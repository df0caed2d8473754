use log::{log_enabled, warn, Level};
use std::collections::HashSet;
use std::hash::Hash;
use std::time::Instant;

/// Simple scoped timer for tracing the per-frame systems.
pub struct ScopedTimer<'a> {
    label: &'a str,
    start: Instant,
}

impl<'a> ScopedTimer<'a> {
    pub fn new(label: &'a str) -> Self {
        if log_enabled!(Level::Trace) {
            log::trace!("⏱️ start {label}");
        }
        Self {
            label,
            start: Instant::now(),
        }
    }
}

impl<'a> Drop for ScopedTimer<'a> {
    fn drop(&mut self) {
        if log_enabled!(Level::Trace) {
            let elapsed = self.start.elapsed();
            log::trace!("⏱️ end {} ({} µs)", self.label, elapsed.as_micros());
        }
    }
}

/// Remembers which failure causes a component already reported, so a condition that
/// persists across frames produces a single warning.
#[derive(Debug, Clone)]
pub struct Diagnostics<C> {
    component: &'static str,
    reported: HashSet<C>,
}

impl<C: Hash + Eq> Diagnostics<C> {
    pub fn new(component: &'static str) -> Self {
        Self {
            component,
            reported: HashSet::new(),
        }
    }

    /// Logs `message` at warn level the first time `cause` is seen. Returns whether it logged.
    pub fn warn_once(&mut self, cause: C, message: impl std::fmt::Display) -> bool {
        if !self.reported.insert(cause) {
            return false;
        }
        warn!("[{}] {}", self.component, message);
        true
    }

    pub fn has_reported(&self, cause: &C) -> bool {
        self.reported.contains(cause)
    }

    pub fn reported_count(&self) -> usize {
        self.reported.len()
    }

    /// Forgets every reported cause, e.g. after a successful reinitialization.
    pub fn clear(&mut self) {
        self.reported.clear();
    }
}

--------------------------------

• [Assignment] Print the entries exactly.

• [The completed task]
repository df0caed2d8473754
use log::{log_enabled, warn, Level};
use std::collections::HashSet;
use std::hash::Hash;
use std::time::Instant;

/// Simple scoped timer for tracing the per-frame systems.
pub struct ScopedTimer<'a> {
    label: &'a str,
    start: Instant,
}

impl<'a> ScopedTimer<'a> {
    pub fn new(label: &'a str) -> Self {
        if log_enabled!(Level::Trace) {
            log::trace!("⏱️ start {label}");
        }
        Self {
            label,
            start: Instant::now(),
        }
    }
}

impl<'a> Drop for ScopedTimer<'a> {
    fn drop(&mut self) {
        if log_enabled!(Level::Trace) {
            let elapsed = self.start.elapsed();
            log::trace!("⏱️ end {} ({} µs)", self.label, elapsed.as_micros());
        }
    }
}

/// Remembers which failure causes a component already reported, so a condition that
/// persists across frames produces a single warning.
#[derive(Debug, Clone)]
pub struct Diagnostics<C> {
    component: &'static str,
    reported: HashSet<C>,
}

impl<C: Hash + Eq> Diagnostics<C> {
    pub fn new(component: &'static str) -> Self {
        Self {
            component,
            reported: HashSet::new(),
        }
    }

    /// Logs `message` at warn level the first time `cause` is seen. Returns whether it logged.
    pub fn warn_once(&mut self, cause: C, message: impl std::fmt::Display) -> bool {
        if !self.reported.insert(cause) {
            return false;
        }
        warn!("[{}] {}", self.component, message);
        true
    }

    pub fn has_reported(&self, cause: &C) -> bool {
        self.reported.contains(cause)
    }

    pub fn reported_count(&self) -> usize {
        self.reported.len()
    }

    /// Forgets every reported cause, e.g. after a successful reinitialization.
    pub fn clear(&mut self) {
        self.reported.clear();
    }
}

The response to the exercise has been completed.